I also don’t know much more than the basics about how the laptop I’m using works, but that doesn’t stop me from typing.
But if encryption is going to become commonplace in email (and I think that it must) those of us who are comfortable using it are going to have to be generous with our time to help those who find it overwhelming. There’s a lot of information out there about how public key cryptography works, but very little of it is geared toward those who are just starting. Perhaps that’s a project worthy of future column-inches in Monochromatic Outlook but for the moment, I’ll throw out a few options:
PGP/OpenPGP/GnuPG
This is the strongest option, but it has a few drawbacks. There aren’t a lot of mail clients with built-in support for PGP. There are a number of add-ons and plug-ins available, but getting up and running with PGP generally means jumping through some hoops. Also, while this is strong encryption, there is no central authority for validating keys. Users are expected to confirm the keys directly with the people they communicate with. Again, this makes for better security, but requires more attention. GnuPG is the best place for most folks to start.
S/MIME
Cryptographically S/MIME is similar to PGP.3 The difference is that S/MIME email encryption uses central certificate authorities, like web browsers do. This means that when you receive an S/MIME encrypted message, you have some indication that it was sent by who it claims it was sent by. The problem with that is that you have to trust the certificate authorities. It also means that you have to buy the certificates from the authorities, though there are a number of places to get free certificates for personal use. It’s a set of valid trade-offs. Although I prefer PGP, I do also use S/MIME. S/MIME has much wider email client support.
Third-party solutions
These may be the most convenient, but are my least favorite. My doctor uses Virtru which seems to work well, but it means opening up a browser window in order to read or sent email to him. Also, I have to simply trust that this third-party is really on the level. Presumably they have signed the nice BAA, but ultimately I think it’s a bad idea to count on a third-party for privacy.4
That said, Virtru does seem to have some kind of integration with Google Apps for Work.
Special note about Gmail
The title of the post mentions Gmail, so I ought to wrap up with this. End-to-end encryption is very difficult with web-based applications. That’s unfortunate but it is true. There are browser plugins like Mailvelope (reviewed on LifeHacker) if you use Firefox or Chrome, but that doesn’t help MSIE users. And you have to trust the browser itself. Sure, they’re open-source, but who compiles their own binaries. Still better than nothing.
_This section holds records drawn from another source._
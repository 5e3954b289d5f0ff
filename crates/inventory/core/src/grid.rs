//! The occupancy grid: cell-to-owner map plus item index.
//!
//! This is the single source of truth for what occupies which cell. The
//! invariant held after every successful public operation: each stored
//! record's derived footprint equals exactly the set of cells owned by its
//! identity, every owned cell is in bounds, and footprints of distinct
//! identities never intersect.
//!
//! All failure outcomes are plain `bool`/`Option` returns. Bounds and
//! collision failures happen routinely during interactive dragging, so they
//! must be cheap and never panic or allocate an error.

use std::collections::BTreeMap;

use crate::item::ItemRecord;
use crate::shape::ShapeKind;
use crate::types::{Cell, ItemId};

/// Fixed-size grid mapping cells to owning item identities.
#[derive(Clone, Debug, PartialEq, Eq)]
pub struct OccupancyGrid {
    width: u32,
    height: u32,
    /// Row-major cell owners; `None` is empty.
    cells: Vec<Option<ItemId>>,
    items: BTreeMap<ItemId, ItemRecord>,
}

impl OccupancyGrid {
    pub fn new(width: u32, height: u32) -> Self {
        Self {
            width,
            height,
            cells: vec![None; (width * height) as usize],
            items: BTreeMap::new(),
        }
    }

    pub fn width(&self) -> u32 {
        self.width
    }

    pub fn height(&self) -> u32 {
        self.height
    }

    pub fn len(&self) -> usize {
        self.items.len()
    }

    pub fn is_empty(&self) -> bool {
        self.items.is_empty()
    }

    fn in_bounds(&self, cell: Cell) -> bool {
        cell.x >= 0 && cell.y >= 0 && (cell.x as u32) < self.width && (cell.y as u32) < self.height
    }

    fn index(&self, cell: Cell) -> usize {
        (cell.y as u32 * self.width + cell.x as u32) as usize
    }

    /// Identity owning `cell`, if any. Out-of-bounds cells are empty.
    pub fn owner_at(&self, cell: Cell) -> Option<ItemId> {
        if !self.in_bounds(cell) {
            return None;
        }
        self.cells[self.index(cell)]
    }

    pub fn get(&self, id: ItemId) -> Option<&ItemRecord> {
        self.items.get(&id)
    }

    /// Snapshot copy of every stored record. Iteration order is unspecified.
    pub fn items(&self) -> Vec<ItemRecord> {
        self.items.values().cloned().collect()
    }

    /// True when the candidate pose fits: every cell in bounds and every
    /// cell empty or owned by `ignore`.
    ///
    /// `ignore` lets an item validate a new pose against a grid that still
    /// contains its own old placement, without removing it first.
    pub fn is_valid_placement(
        &self,
        anchor: Cell,
        shape: ShapeKind,
        rotation_index: usize,
        ignore: Option<ItemId>,
    ) -> bool {
        for cell in ItemRecord::cells_at(shape, anchor, rotation_index) {
            if !self.in_bounds(cell) {
                return false;
            }
            match self.cells[self.index(cell)] {
                Some(owner) if Some(owner) != ignore => return false,
                _ => {}
            }
        }
        true
    }

    /// Inserts or repositions `record`. Returns `false` (grid unchanged)
    /// when the pose is invalid. When the identity already exists its old
    /// cells are cleared first, so one call repositions in place.
    pub fn place(&mut self, record: ItemRecord) -> bool {
        if !self.is_valid_placement(
            record.anchor,
            record.shape,
            record.rotation_index,
            Some(record.id),
        ) {
            return false;
        }
        let old_cells = self.items.get(&record.id).map(ItemRecord::occupied_cells);
        if let Some(cells) = old_cells {
            for cell in cells {
                let idx = self.index(cell);
                self.cells[idx] = None;
            }
        }
        for cell in record.occupied_cells() {
            let idx = self.index(cell);
            self.cells[idx] = Some(record.id);
        }
        self.items.insert(record.id, record);
        true
    }

    /// Removes `id` and vacates its cells. Unknown identities are a no-op
    /// returning `false`.
    pub fn remove(&mut self, id: ItemId) -> bool {
        let Some(record) = self.items.remove(&id) else {
            return false;
        };
        for cell in record.occupied_cells() {
            let idx = self.index(cell);
            self.cells[idx] = None;
        }
        true
    }

    /// First anchor, scanning row-major from `scan_from`, where the pose
    /// fits. Rows advance from `scan_from.y`; columns start at `scan_from.x`
    /// on the first row only, then at zero.
    ///
    /// The scan order is a contract: callers rely on it for deterministic
    /// auto-placement.
    pub fn find_first_fit(
        &self,
        shape: ShapeKind,
        rotation_index: usize,
        scan_from: Cell,
    ) -> Option<Cell> {
        for y in scan_from.y.max(0)..self.height as i32 {
            let x_start = if y == scan_from.y { scan_from.x.max(0) } else { 0 };
            for x in x_start..self.width as i32 {
                let anchor = Cell::new(x, y);
                if self.is_valid_placement(anchor, shape, rotation_index, None) {
                    return Some(anchor);
                }
            }
        }
        None
    }

    /// Moves `id` to `new_anchor`, keeping its rotation. Returns `false`
    /// and leaves the grid untouched when the identity is unknown or the
    /// target pose is invalid.
    ///
    /// Sequence: remove, try the candidate, re-place the original on
    /// failure. The re-place cannot fail because its cells were vacated by
    /// this same identity, so the grid never transiently holds an invalid
    /// placement and never loses the item.
    pub fn move_item(&mut self, id: ItemId, new_anchor: Cell) -> bool {
        let Some(original) = self.items.get(&id).cloned() else {
            return false;
        };
        self.remove(id);
        if self.is_valid_placement(new_anchor, original.shape, original.rotation_index, Some(id)) {
            let mut moved = original;
            moved.anchor = new_anchor;
            self.place(moved);
            true
        } else {
            self.place(original);
            false
        }
    }

    /// Cycles `id` to its next rotation state at a fixed anchor, with the
    /// same remove/try/revert-or-commit sequence as [`Self::move_item`].
    /// Shapes with a single rotation state report `false`: nothing to
    /// rotate.
    pub fn rotate_item(&mut self, id: ItemId) -> bool {
        let Some(original) = self.items.get(&id).cloned() else {
            return false;
        };
        let count = original.shape.rotation_count();
        if count <= 1 {
            return false;
        }
        let next_index = (original.rotation_index + 1) % count;
        self.remove(id);
        if self.is_valid_placement(original.anchor, original.shape, next_index, Some(id)) {
            let mut rotated = original;
            rotated.rotation_index = next_index;
            self.place(rotated);
            true
        } else {
            self.place(original);
            false
        }
    }

    /// Empties the grid unconditionally.
    pub fn clear(&mut self) {
        self.cells.fill(None);
        self.items.clear();
    }

    /// Verifies the cell-owner/item-index invariant. Intended for tests and
    /// debug assertions, not hot paths.
    pub fn is_consistent(&self) -> bool {
        let mut expected = vec![None; self.cells.len()];
        for record in self.items.values() {
            for cell in record.occupied_cells() {
                if !self.in_bounds(cell) {
                    return false;
                }
                let idx = self.index(cell);
                if expected[idx].is_some() {
                    return false;
                }
                expected[idx] = Some(record.id);
            }
        }
        expected == self.cells
    }
}
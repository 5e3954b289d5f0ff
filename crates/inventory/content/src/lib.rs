//! Item-definition content for the inventory engine.
//!
//! `inventory-content` owns the catalog that maps external item references
//! to shapes and display names, plus file loaders that build catalogs from
//! RON data. It implements [`inventory_core::CatalogOracle`] so sessions can
//! resolve shapes without knowing where definitions come from.

pub mod catalog;
#[cfg(feature = "loaders")]
pub mod loaders;

pub use catalog::{ItemCatalog, ItemDefinition};
#[cfg(feature = "loaders")]
pub use loaders::ItemLoader;
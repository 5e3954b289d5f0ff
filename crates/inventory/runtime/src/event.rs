//! Change notifications emitted by the session.

use inventory_core::{ItemId, ItemRecord};

use crate::snapshot::InventorySnapshot;

/// Events emitted by the session after successful mutations.
///
/// Each successful mutating call fires exactly one event of its category
/// (plus one `ItemAdded` per restored record after a `DataReplaced`).
/// Failed attempts fire nothing.
#[derive(Debug, Clone, PartialEq)]
pub enum InventoryEvent {
    /// An item was added to the grid.
    ItemAdded(ItemRecord),
    /// An item was removed from the grid.
    ItemRemoved(ItemId),
    /// An existing item moved or rotated; carries the updated record.
    ItemChanged(ItemRecord),
    /// The whole grid was replaced from persisted state.
    DataReplaced(InventorySnapshot),
}

/// Receiver of session notifications.
///
/// Delivery is synchronous, in-line with the mutating call, and not guarded
/// against reentrancy: handlers must not call back into the session.
pub trait InventoryListener {
    fn on_event(&mut self, event: &InventoryEvent);
}
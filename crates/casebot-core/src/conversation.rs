//! The in-flight state of one dialogue.

use serde::{Deserialize, Serialize};

use crate::{step::Step, validate::Answer};

/// Position in the step list plus the answers accepted so far.
///
/// An answer is only ever recorded after it passed its validator and any
/// cross-check, so `answers` holds validated values in step order and
/// `cursor == answers.len()` at all times.
#[derive(Debug, Clone, Default, PartialEq, Eq, Serialize, Deserialize)]
pub struct ConversationState {
  cursor:  usize,
  answers: Vec<(Step, Answer)>,
}

impl ConversationState {
  pub fn new() -> Self { Self::default() }

  /// Index into the step list of the step awaiting input.
  pub fn cursor(&self) -> usize { self.cursor }

  pub fn answer(&self, step: Step) -> Option<&Answer> {
    self
      .answers
      .iter()
      .find(|(s, _)| *s == step)
      .map(|(_, a)| a)
  }

  pub fn answers(&self) -> &[(Step, Answer)] { &self.answers }

  /// Store the answer for the current step and move to the next one.
  pub fn record(&mut self, step: Step, answer: Answer) {
    self.answers.push((step, answer));
    self.cursor += 1;
  }
}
Other than by using a browser plugin, your only Gmail option is to use a third-party service, manually encrypt each message, or use a standalone mail application.5
Things are looking up for encryption. Between all the Snowden hype making encryption sexy (or at least adorkable) and the push for secure email by healthcare providers (and their customers, even if the customers don’t really know that’s what they are demanding) we may finally be seeing the beginning of the adoption of secure email standards and practices.
What stands in the way? Web-based email. That isn’t going away, but wherever there are problems, if there is enough desire to overcome them, solutions eventually present themselves. It’s just up to us to see those solutions and use them.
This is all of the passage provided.